The trial judge issued a one-page order finding that Babbino was the company’s sole owner. Vilardi appealed to the Appellate Division, Third Department, which issued a decision in March 2012 stating that the absence of findings in the trial court’s ruling “foreclosed” appellate review, and remanding the case to the trial judge to make additional findings and to render a new decision. (Read here my post reporting the March 2012 decision.)
Two months later, the trial judge entered an order adhering to its original finding that Vilardi did not own any shares at the time he commenced the dissolution proceeding and dismissed the petition. The order apparently incorporated a set of findings of fact that the trial court made after the trial in 2010 that, for some unexplained reason, were not made part of the record in Vilardi’s first appeal. Vilardi again appealed to the Third Department.
The Third Department’s decision earlier this month affirmed the trial court’s decision in Babbino’s favor, stating that deference must be given to the trial court’s credibility determinations and agreeing that Vilardi did not sustain his burden of proof to establish his 50% stock ownership.
The appellate court addressed the tax returns first by noting that “the information contained in corporate filings, such as tax returns, is not necessarily dispositive.” Then came the fatal blow to Vilardi’s second appeal:
Here, the accountant who prepared the unsigned tax returns was a friend of petitioner and did not independently verify the information regarding ownership contained therein.
The implication is that Babbino was negligent at most in signing one or more of the contested tax returns, and in filing his own K-1s showing 50% ownership, and that the authenticity and source of the information in the tax return is the more important factor In light of the other, contradictory evidence in the case.
As the appellate court also noted, at the trial “the parties testified to two completely divergent explanations” of the various documents that they signed in 2007 evidencing, according to Vilardi, a “facade” to secure financing from lending institutions or, according to Babbino, an indebtedness owed by Vilardi to Babbino. While a contrary finding in Vilardi’s favor “would not have been unreasonable,” the court observed, the conflicting evidence and the deference due the trial court’s credibility assessments gave the appellate court no basis to reverse the trial court’s determination.

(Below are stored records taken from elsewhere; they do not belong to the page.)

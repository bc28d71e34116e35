// SPDX-FileCopyrightText: 2026 Tally Contributors
// SPDX-License-Identifier: MIT OR Apache-2.0

//! Gateway HTTP server built on axum.
//!
//! Sets up routes, middleware, and shared state for the gateway.

use std::future::Future;
use std::sync::Arc;
use std::time::Instant;

use axum::{
    Router, middleware as axum_middleware,
    routing::{get, post},
};
use tally_config::model::GatewayConfig;
use tally_core::TallyError;
use tally_dialogue::DialogueController;
use tally_telegram::TelegramChannel;
use tally_whatsapp::WhatsAppChannel;
use tokio_util::task::TaskTracker;
use tower_http::trace::TraceLayer;

use crate::auth::{telegram_secret, whatsapp_signature};
use crate::handlers;

/// Shared state for axum request handlers.
#[derive(Clone)]
pub struct GatewayState {
    pub controller: Arc<DialogueController>,
    /// `None` leaves the Telegram routes answering 404.
    pub telegram: Option<Arc<TelegramChannel>>,
    pub whatsapp: Option<Arc<WhatsAppChannel>>,
    /// In-flight webhook handling, awaited on shutdown.
    pub tasks: TaskTracker,
    pub started_at: Instant,
}

impl GatewayState {
    pub fn new(controller: Arc<DialogueController>) -> Self {
        Self {
            controller,
            telegram: None,
            whatsapp: None,
            tasks: TaskTracker::new(),
            started_at: Instant::now(),
        }
    }

    pub fn with_telegram(mut self, channel: Arc<TelegramChannel>) -> Self {
        self.telegram = Some(channel);
        self
    }

    pub fn with_whatsapp(mut self, channel: Arc<WhatsAppChannel>) -> Self {
        self.whatsapp = Some(channel);
        self
    }
}

/// Builds the router:
/// - GET /health
/// - POST /telegram/webhook (secret header)
/// - GET /whatsapp/webhook (verification handshake)
/// - POST /whatsapp/webhook (payload signature)
pub fn router(state: GatewayState) -> Router {
    let telegram = post(handlers::post_telegram).route_layer(
        axum_middleware::from_fn_with_state(state.clone(), telegram_secret),
    );

    let whatsapp = get(handlers::verify_whatsapp).merge(
        post(handlers::post_whatsapp).route_layer(axum_middleware::from_fn_with_state(
            state.clone(),
            whatsapp_signature,
        )),
    );

    Router::new()
        .route("/health", get(handlers::get_health))
        .route("/telegram/webhook", telegram)
        .route("/whatsapp/webhook", whatsapp)
        .layer(TraceLayer::new_for_http())
        .with_state(state)
}

/// Serves the gateway until `shutdown` resolves, then waits for in-flight
/// webhook handling to finish.
pub async fn start_server(
    config: &GatewayConfig,
    state: GatewayState,
    shutdown: impl Future<Output = ()> + Send + 'static,
) -> Result<(), TallyError> {
    let tasks = state.tasks.clone();
    let app = router(state);

    let addr = format!("{}:{}", config.host, config.port);
    let listener = tokio::net::TcpListener::bind(&addr)
        .await
        .map_err(|e| TallyError::Channel {
            message: format!("failed to bind gateway to {addr}: {e}"),
            source: Some(Box::new(e)),
        })?;

    tracing::info!("gateway listening on {addr}");

    axum::serve(listener, app)
        .with_graceful_shutdown(shutdown)
        .await
        .map_err(|e| TallyError::Channel {
            message: format!("gateway server error: {e}"),
            source: Some(Box::new(e)),
        })?;

    tasks.close();
    tracing::info!(pending = tasks.len(), "waiting for in-flight webhooks");
    tasks.wait().await;
    Ok(())
}

#[cfg(test)]
mod tests {
    use super::*;
    use axum::body::{Body, to_bytes};
    use axum::http::{Request, StatusCode};
    use serde_json::json;
    use tally_config::model::{DialogueConfig, StorageConfig, TelegramConfig, WhatsAppConfig};
    use tally_core::ConversationStore;
    use tally_intent::IntentExtractor;
    use tally_storage::SqliteStore;
    use tally_test_utils::MemoryStates;
    use tower::ServiceExt;

    use crate::auth::{TELEGRAM_SECRET_HEADER, WHATSAPP_SIGNATURE_HEADER};

    struct Fixture {
        state: GatewayState,
        states: Arc<MemoryStates>,
        _dir: tempfile::TempDir,
    }

    impl Fixture {
        async fn new() -> Self {
            let dir = tempfile::tempdir().unwrap();
            let store = Arc::new(SqliteStore::new(StorageConfig {
                database_path: dir.path().join("gw.db").to_string_lossy().to_string(),
                wal_mode: true,
            }));
            store.initialize().await.unwrap();
            let states = Arc::new(MemoryStates::new());
            let controller = Arc::new(DialogueController::new(
                store,
                states.clone(),
                Arc::new(IntentExtractor::disabled()),
                DialogueConfig::default(),
            ));

            let telegram = TelegramChannel::new(TelegramConfig {
                bot_token: None,
                webhook_secret: Some("s3cret".into()),
                allowed_chats: vec![],
            });
            let whatsapp = WhatsAppChannel::new(WhatsAppConfig {
                verify_token: Some("verify-me".into()),
                app_secret: Some("app-secret".into()),
                ..WhatsAppConfig::default()
            });

            let state = GatewayState::new(controller)
                .with_telegram(Arc::new(telegram))
                .with_whatsapp(Arc::new(whatsapp));
            Self {
                state,
                states,
                _dir: dir,
            }
        }

        async fn call(&self, request: Request<Body>) -> (StatusCode, String) {
            let response = router(self.state.clone()).oneshot(request).await.unwrap();
            let status = response.status();
            let body = to_bytes(response.into_body(), usize::MAX).await.unwrap();
            (status, String::from_utf8_lossy(&body).to_string())
        }

        /// Waits for spawned webhook handling to finish.
        async fn settle(&self) {
            self.state.tasks.close();
            self.state.tasks.wait().await;
            self.state.tasks.reopen();
        }

        async fn state_name(&self, key: &str) -> Option<String> {
            self.states.get_user_state(key).await.unwrap().map(|r| r.state)
        }
    }

    fn telegram_tap(data: &str) -> String {
        json!({
            "update_id": 1,
            "callback_query": {
                "id": "cb-1",
                "from": { "id": 12345u64, "is_bot": false, "first_name": "Ana" },
                "chat_instance": "-1",
                "data": data,
                "message": {
                    "message_id": 5,
                    "date": 1700000000i64,
                    "chat": { "id": 12345i64, "type": "private", "first_name": "Ana" },
                    "text": "menu",
                }
            }
        })
        .to_string()
    }

    fn whatsapp_tap(data: &str) -> String {
        json!({
            "object": "whatsapp_business_account",
            "entry": [{ "id": "WABA", "changes": [{ "field": "messages", "value": {
                "messages": [{
                    "from": "15551234567", "id": "wamid.1", "type": "interactive",
                    "interactive": { "type": "list_reply", "list_reply": { "id": data, "title": "x" } }
                }]
            } }] }]
        })
        .to_string()
    }

    fn post(uri: &str, headers: &[(&str, &str)], body: String) -> Request<Body> {
        let mut builder = Request::builder().method("POST").uri(uri);
        for (name, value) in headers {
            builder = builder.header(*name, *value);
        }
        builder.body(Body::from(body)).unwrap()
    }

    #[tokio::test]
    async fn health_reports_channels() {
        let fx = Fixture::new().await;
        let request = Request::get("/health").body(Body::empty()).unwrap();
        let (status, body) = fx.call(request).await;
        assert_eq!(status, StatusCode::OK);
        let json: serde_json::Value = serde_json::from_str(&body).unwrap();
        assert_eq!(json["status"], "ok");
        assert_eq!(json["telegram"], false);
        assert_eq!(json["whatsapp"], false);
    }

    #[tokio::test]
    async fn telegram_webhook_drives_the_controller() {
        let fx = Fixture::new().await;
        let request = post(
            "/telegram/webhook",
            &[(TELEGRAM_SECRET_HEADER, "s3cret")],
            telegram_tap("menu:add_expense"),
        );

        let (status, _) = fx.call(request).await;
        fx.settle().await;

        assert_eq!(status, StatusCode::OK);
        assert_eq!(
            fx.state_name("telegram:12345").await.as_deref(),
            Some("add_expense_select_category")
        );
    }

    #[tokio::test]
    async fn telegram_webhook_requires_secret() {
        let fx = Fixture::new().await;
        let missing = post("/telegram/webhook", &[], telegram_tap("menu:add_expense"));
        assert_eq!(fx.call(missing).await.0, StatusCode::UNAUTHORIZED);

        let wrong = post(
            "/telegram/webhook",
            &[(TELEGRAM_SECRET_HEADER, "guess")],
            telegram_tap("menu:add_expense"),
        );
        assert_eq!(fx.call(wrong).await.0, StatusCode::UNAUTHORIZED);

        fx.settle().await;
        assert_eq!(fx.state_name("telegram:12345").await, None);
    }

    #[tokio::test]
    async fn malformed_update_is_acknowledged() {
        let fx = Fixture::new().await;
        let request = post(
            "/telegram/webhook",
            &[(TELEGRAM_SECRET_HEADER, "s3cret")],
            "{not json".into(),
        );
        assert_eq!(fx.call(request).await.0, StatusCode::OK);
    }

    #[tokio::test]
    async fn unconfigured_channel_routes_are_not_found() {
        let fx = Fixture::new().await;
        let mut state = fx.state.clone();
        state.telegram = None;
        state.whatsapp = None;

        let response = router(state.clone())
            .oneshot(post("/telegram/webhook", &[], telegram_tap("menu")))
            .await
            .unwrap();
        assert_eq!(response.status(), StatusCode::NOT_FOUND);

        let response = router(state)
            .oneshot(
                Request::get("/whatsapp/webhook?hub.mode=subscribe")
                    .body(Body::empty())
                    .unwrap(),
            )
            .await
            .unwrap();
        assert_eq!(response.status(), StatusCode::NOT_FOUND);
    }

    #[tokio::test]
    async fn whatsapp_handshake_echoes_challenge() {
        let fx = Fixture::new().await;
        let request = Request::get(
            "/whatsapp/webhook?hub.mode=subscribe&hub.verify_token=verify-me&hub.challenge=1158201444",
        )
        .body(Body::empty())
        .unwrap();
        let (status, body) = fx.call(request).await;
        assert_eq!(status, StatusCode::OK);
        assert_eq!(body, "1158201444");
    }

    #[tokio::test]
    async fn whatsapp_handshake_rejects_wrong_token() {
        let fx = Fixture::new().await;
        let request = Request::get(
            "/whatsapp/webhook?hub.mode=subscribe&hub.verify_token=nope&hub.challenge=1",
        )
        .body(Body::empty())
        .unwrap();
        assert_eq!(fx.call(request).await.0, StatusCode::FORBIDDEN);
    }

    #[tokio::test]
    async fn whatsapp_webhook_checks_signature() {
        let fx = Fixture::new().await;
        let body = whatsapp_tap("menu:add_expense");

        let unsigned = post("/whatsapp/webhook", &[], body.clone());
        assert_eq!(fx.call(unsigned).await.0, StatusCode::UNAUTHORIZED);
        fx.settle().await;
        assert_eq!(fx.state_name("whatsapp:15551234567").await, None);

        let signature = tally_whatsapp::verify::sign("app-secret", body.as_bytes());
        let signed = post(
            "/whatsapp/webhook",
            &[(WHATSAPP_SIGNATURE_HEADER, signature.as_str())],
            body,
        );
        assert_eq!(fx.call(signed).await.0, StatusCode::OK);
        fx.settle().await;
        assert_eq!(
            fx.state_name("whatsapp:15551234567").await.as_deref(),
            Some("add_expense_select_category")
        );
    }
}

There are numerous cases unlike Sunburst, such as Matter of Capizola, 2 AD2d 843 (2d Dept 2003) and Matter of Pickwick Realty, Ltd., 246 AD2d 863 (3d Dept 1998), where the courts gave effect to share ownership as reflected in a corporation’s K-1s which, after all, are signed and filed with the IRS under pain of potential civil and criminal penalties for misinformation. Sunburst is a timely reminder, consistent with the confusing and muddled recordkeeping of many closely held businesses, that it is the totality of the evidence and, ultimately, the credibility of the testifying witnesses that determines the outcome.